In Friuli Venezia Giulia, fertilizzante organico dagli impianti di biogas

Luca Marsi·
L’economia circolare per superare la crisi che sta colpendo l’agricoltura: davanti a una carenza di fertilizzante, con conseguente aumento esponenziale dei prezzi, arriva la risposta del Greenway Group. La realtà friulana, che raccoglie la Greenway Agricola, la San Daniele Bioenergie (entrambe con sede a Codroipo - UD) e la Greenfirm di Pordenone, ha concretizzato da tempo i principi di quella transizione ecologica diventata oggi linea guida di sviluppo.
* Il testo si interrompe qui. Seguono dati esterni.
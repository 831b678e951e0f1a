//! Configuration for the dispatch engine.

use std::time::Duration;

/// Tunable knobs for dispatch behavior
///
/// Defaults match production behavior; tests typically zero out
/// `command_latency` and drive the delays with a paused runtime clock.
#[derive(Debug, Clone)]
pub struct DispatchConfig {
    /// How long the simulator waits before a provider accepts a pending
    /// request
    pub accept_delay: Duration,
    /// How long after acceptance the simulator moves work to inProgress
    pub progress_delay: Duration,
    /// Artificial latency applied to every command before it reaches the
    /// reducer, approximating a network round trip
    pub command_latency: Duration,
    /// How long a caller waits for a command's outcome before giving up
    pub command_timeout: Duration,
    /// Lower bound (inclusive) of the simulated arrival estimate
    pub eta_min_minutes: u32,
    /// Upper bound (inclusive) of the simulated arrival estimate
    pub eta_max_minutes: u32,
    /// Provider id the simulator assigns to accepted requests
    pub simulated_provider: String,
    /// Key namespace for the persisted request document
    pub namespace: String,
    /// Whether creating a request schedules the simulated dispatch chain
    pub simulate_dispatch: bool,
}

impl Default for DispatchConfig {
    fn default() -> Self {
        Self {
            accept_delay: Duration::from_secs(10),
            progress_delay: Duration::from_secs(15),
            command_latency: Duration::from_secs(1),
            command_timeout: Duration::from_secs(10),
            eta_min_minutes: 5,
            eta_max_minutes: 20,
            simulated_provider: "provider-123".to_string(),
            namespace: "roadcall-requests".to_string(),
            simulate_dispatch: true,
        }
    }
}

impl DispatchConfig {
    /// Load configuration from `ROADCALL_*` environment variables
    ///
    /// Unset or unparseable variables fall back to the defaults.
    #[must_use]
    pub fn from_env() -> Self {
        let defaults = Self::default();

        Self {
            accept_delay: env_duration_secs("ROADCALL_ACCEPT_DELAY_SECS", defaults.accept_delay),
            progress_delay: env_duration_secs(
                "ROADCALL_PROGRESS_DELAY_SECS",
                defaults.progress_delay,
            ),
            command_latency: env_duration_millis(
                "ROADCALL_COMMAND_LATENCY_MS",
                defaults.command_latency,
            ),
            command_timeout: env_duration_secs(
                "ROADCALL_COMMAND_TIMEOUT_SECS",
                defaults.command_timeout,
            ),
            eta_min_minutes: env_parse("ROADCALL_ETA_MIN_MINUTES", defaults.eta_min_minutes),
            eta_max_minutes: env_parse("ROADCALL_ETA_MAX_MINUTES", defaults.eta_max_minutes),
            simulated_provider: std::env::var("ROADCALL_SIMULATED_PROVIDER")
                .unwrap_or(defaults.simulated_provider),
            namespace: std::env::var("ROADCALL_NAMESPACE").unwrap_or(defaults.namespace),
            simulate_dispatch: env_parse("ROADCALL_SIMULATE_DISPATCH", defaults.simulate_dispatch),
        }
    }
}

fn env_parse<T: std::str::FromStr>(name: &str, default: T) -> T {
    std::env::var(name)
        .ok()
        .and_then(|v| v.parse().ok())
        .unwrap_or(default)
}

fn env_duration_secs(name: &str, default: Duration) -> Duration {
    std::env::var(name)
        .ok()
        .and_then(|v| v.parse().ok())
        .map_or(default, Duration::from_secs)
}

fn env_duration_millis(name: &str, default: Duration) -> Duration {
    std::env::var(name)
        .ok()
        .and_then(|v| v.parse().ok())
        .map_or(default, Duration::from_millis)
}
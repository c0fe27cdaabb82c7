// Bearer extraction and per-route role gating for axum

use std::sync::Arc;

use axum::{
    async_trait,
    body::Body,
    extract::FromRequestParts,
    http::{header, request::Parts, HeaderMap, Request},
    middleware::Next,
    response::Response,
};
use tracing::{debug, warn};

use crate::auth::{error::AuthError, gate::AuthorizationGate, models::{RoleSet, User}};

/// Pull the token out of `Authorization: Bearer <token>`.
///
/// A missing header yields `None`; a present but unusable header is an
/// authentication failure.
pub fn bearer_token(headers: &HeaderMap) -> Result<Option<&str>, AuthError> {
    let Some(value) = headers.get(header::AUTHORIZATION) else {
        return Ok(None);
    };

    let value = value.to_str().map_err(|_| AuthError::Malformed)?;
    let token = value
        .strip_prefix("Bearer ")
        .or_else(|| value.strip_prefix("bearer "))
        .map(str::trim)
        .filter(|t| !t.is_empty())
        .ok_or(AuthError::Malformed)?;

    Ok(Some(token))
}

/// Authorization middleware that requires one of a set of roles
///
/// On success the resolved [`User`] is stored in request extensions for the
/// [`AuthenticatedUser`] extractor.
#[derive(Clone)]
pub struct RequireRole {
    gate: Arc<AuthorizationGate>,
    allowed: RoleSet,
}

impl RequireRole {
    pub fn new(gate: Arc<AuthorizationGate>, allowed: RoleSet) -> Self {
        Self { gate, allowed }
    }

    /// Middleware function that validates role-based access
    pub async fn middleware(self, mut request: Request<Body>, next: Next) -> Result<Response, AuthError> {
        let endpoint = request.uri().path().to_string();

        let user = {
            let token = bearer_token(request.headers())?;
            self.gate.require(token, &self.allowed).await
        }
        .map_err(|e| {
            warn!("Access denied to {}: {}", endpoint, e);
            e
        })?;

        debug!("user_id={} admitted to {}", user.id, endpoint);
        request.extensions_mut().insert(user);
        Ok(next.run(request).await)
    }
}

/// User admitted by [`RequireRole`] for the current request
#[derive(Debug, Clone)]
pub struct AuthenticatedUser(pub User);

#[async_trait]
impl<S> FromRequestParts<S> for AuthenticatedUser
where
    S: Send + Sync,
{
    type Rejection = AuthError;

    async fn from_request_parts(parts: &mut Parts, _state: &S) -> Result<Self, Self::Rejection> {
        parts
            .extensions
            .get::<User>()
            .cloned()
            .map(AuthenticatedUser)
            .ok_or(AuthError::Unauthenticated)
    }
}
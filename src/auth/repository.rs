// User directory: lookup of identities by id or email

use std::collections::HashMap;
use std::future::Future;
use std::time::Duration;

use async_trait::async_trait;
use chrono::Utc;
use sqlx::PgPool;
use tokio::sync::RwLock;

use crate::auth::{
    error::AuthError,
    models::{NewUser, Role, User},
};

/// Storage-agnostic access to user records.
///
/// The auth core only reads through `find_*`; the mutations exist for the
/// signup and admin routes that own account changes.
#[async_trait]
pub trait UserDirectory: Send + Sync {
    async fn find_by_email(&self, email: &str) -> Result<Option<User>, AuthError>;

    async fn find_by_id(&self, id: i32) -> Result<Option<User>, AuthError>;

    /// Insert a user; an existing email yields `Conflict`
    async fn create(&self, user: NewUser) -> Result<User, AuthError>;

    async fn update_role(&self, id: i32, role: Role) -> Result<Option<User>, AuthError>;

    async fn set_active(&self, id: i32, is_active: bool) -> Result<Option<User>, AuthError>;
}

/// Await a directory call, turning a timeout into `DirectoryUnavailable`
pub async fn with_timeout<T, F>(limit: Duration, call: F) -> Result<T, AuthError>
where
    F: Future<Output = Result<T, AuthError>>,
{
    match tokio::time::timeout(limit, call).await {
        Ok(result) => result,
        Err(_) => {
            tracing::warn!("Directory or revocation store call exceeded {:?}", limit);
            Err(AuthError::DirectoryUnavailable(format!("timed out after {:?}", limit)))
        }
    }
}

const USER_COLUMNS: &str =
    "id, email, password_hash, role, is_active, is_verified, created_at, updated_at";

/// PostgreSQL-backed directory
#[derive(Clone)]
pub struct PgUserDirectory {
    pool: PgPool,
}

impl PgUserDirectory {
    /// Create a new PgUserDirectory
    pub fn new(pool: PgPool) -> Self {
        Self { pool }
    }
}

#[async_trait]
impl UserDirectory for PgUserDirectory {
    /// Find a user by email (case-insensitive)
    async fn find_by_email(&self, email: &str) -> Result<Option<User>, AuthError> {
        let user = sqlx::query_as::<_, User>(&format!(
            "SELECT {} FROM users WHERE LOWER(email) = LOWER($1)",
            USER_COLUMNS
        ))
        .bind(email)
        .fetch_optional(&self.pool)
        .await?;

        Ok(user)
    }

    async fn find_by_id(&self, id: i32) -> Result<Option<User>, AuthError> {
        let user = sqlx::query_as::<_, User>(&format!("SELECT {} FROM users WHERE id = $1", USER_COLUMNS))
            .bind(id)
            .fetch_optional(&self.pool)
            .await?;

        Ok(user)
    }

    async fn create(&self, user: NewUser) -> Result<User, AuthError> {
        // Unique violations surface as Conflict through From<sqlx::Error>
        let created = sqlx::query_as::<_, User>(&format!(
            "INSERT INTO users (email, password_hash, role, is_verified) VALUES (LOWER($1), $2, $3, $4) RETURNING {}",
            USER_COLUMNS
        ))
        .bind(&user.email)
        .bind(&user.password_hash)
        .bind(user.role)
        .bind(user.is_verified)
        .fetch_one(&self.pool)
        .await?;

        Ok(created)
    }

    async fn update_role(&self, id: i32, role: Role) -> Result<Option<User>, AuthError> {
        let user = sqlx::query_as::<_, User>(&format!(
            "UPDATE users SET role = $1, updated_at = NOW() WHERE id = $2 RETURNING {}",
            USER_COLUMNS
        ))
        .bind(role)
        .bind(id)
        .fetch_optional(&self.pool)
        .await?;

        Ok(user)
    }

    async fn set_active(&self, id: i32, is_active: bool) -> Result<Option<User>, AuthError> {
        let user = sqlx::query_as::<_, User>(&format!(
            "UPDATE users SET is_active = $1, updated_at = NOW() WHERE id = $2 RETURNING {}",
            USER_COLUMNS
        ))
        .bind(is_active)
        .bind(id)
        .fetch_optional(&self.pool)
        .await?;

        Ok(user)
    }
}

#[derive(Debug, Default)]
struct MemoryTable {
    next_id: i32,
    users: HashMap<i32, User>,
}

/// Process-local directory for tests and database-less runs
#[derive(Debug, Default)]
pub struct InMemoryUserDirectory {
    table: RwLock<MemoryTable>,
}

impl InMemoryUserDirectory {
    pub fn new() -> Self {
        Self::default()
    }

    pub async fn len(&self) -> usize {
        self.table.read().await.users.len()
    }

    async fn modify<F>(&self, id: i32, change: F) -> Result<Option<User>, AuthError>
    where
        F: FnOnce(&mut User) + Send,
    {
        let mut table = self.table.write().await;
        Ok(table.users.get_mut(&id).map(|user| {
            change(user);
            user.updated_at = Utc::now();
            user.clone()
        }))
    }
}

#[async_trait]
impl UserDirectory for InMemoryUserDirectory {
    async fn find_by_email(&self, email: &str) -> Result<Option<User>, AuthError> {
        let needle = email.to_lowercase();
        let table = self.table.read().await;
        Ok(table.users.values().find(|u| u.email == needle).cloned())
    }

    async fn find_by_id(&self, id: i32) -> Result<Option<User>, AuthError> {
        Ok(self.table.read().await.users.get(&id).cloned())
    }

    async fn create(&self, user: NewUser) -> Result<User, AuthError> {
        let email = user.email.to_lowercase();
        let mut table = self.table.write().await;
        if table.users.values().any(|u| u.email == email) {
            return Err(AuthError::Conflict);
        }

        table.next_id += 1;
        let now = Utc::now();
        let created = User {
            id: table.next_id,
            email,
            password_hash: user.password_hash,
            role: user.role,
            is_active: true,
            is_verified: user.is_verified,
            created_at: now,
            updated_at: now,
        };
        table.users.insert(created.id, created.clone());

        Ok(created)
    }

    async fn update_role(&self, id: i32, role: Role) -> Result<Option<User>, AuthError> {
        self.modify(id, |user| user.role = role).await
    }

    async fn set_active(&self, id: i32, is_active: bool) -> Result<Option<User>, AuthError> {
        self.modify(id, |user| user.is_active = is_active).await
    }
}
Come? «Avviando una vera economia circolare a carattere territoriale», spiega il presidente Marco Tam alla guida del gruppo insieme con Gabriele Gardisan. «Dalla coltivazione dei campi alla produzione di biogas, fino a ottenere il digestato: un residuo della fermentazione delle biomasse vegetali agricole che è ad altissimo valore agronomico e viene utilizzato nei campi in sostituzione dei concimi cimici».
 
Attraverso i propri impianti di Bertiolo e San Daniele del Friuli, il Greenway Group riesce ad arrivare a una produzione di circa 28 mila tonnellate di digestato all’anno «che ci permette di sostituire quasi interamente il ricorso ai concimi chimici per la coltivazione di quasi 700 ettari di terreno», prosegue Tam. «Questo ci consente ad oggi di non essere dipendenti dai fertilizzanti e dalle materie prime necessarie - come ad esempio l’azoto - per la concimazione che provengono dall’est Europa e i cui costi, a causa del conflitto russo-ucraino in corso e delle tensioni internazionali, sono aumentati esponenzialmente negli ultimi mesi, aprendo una pesante crisi sul fronte agricolo».
 
La filiera circolare del Greenway Group parte dai campi. «Sono circa 700 gli ettari dedicati per il 75% alle colture energetiche, per la produzione di biomasse, e per il restante 25% alle colture di uso umano e animale, prevalentemente soia, colza e girasole», prosegue il presidente del Greenway Group. «Altri 45 ettari sono destinati alla coltivazione della vite. Da queste uve ricaviamo vino che viene commercializzato attraverso la Greenfirm con il nostro marchio “Filare Italia”. Tutte le coltivazioni beneficiano di quel digestato, un fertilizzante organico con una parte liquida e una frazione solida e completamente inodore, ottenuto negli impianti di biogas». E proprio da questi impianti arriva la produzione di energia elettrica che permette di soddisfare il fabbisogno di circa 20.000 persone.
 
«Sintetizzando, possiamo dire di fare “dal campo alla casa”», aggiunge Tam. «Le coltivazioni alimentano gli impianti dai quali otteniamo sia energia, sia fertilizzante per le coltivazioni stesse. È un processo circolare che non è solamente sostenibile, sia sotto il profilo economico sia sotto quello ambientale, ma riesce a creare sviluppo e lavoro. Infatti attorno al Greenway Group ci sono una trentina di collaboratori che lavorano nei diversi settori delle aziende coinvolte. Il tutto con una ricaduta sul Pil dell’area centrale del Friuli Venezia Giulia, dove sono concentrate le attività del gruppo, che è di oltre 2 milioni di euro». Conclude: «Il prossimo passo sarà la produzione di biometano per il fabbisogno regionale, il quale ci consentirà di fornire a un prezzo fisso, che non subisca gli effetti geopolitici, una fonte di energia indispensabile per la nostra economia».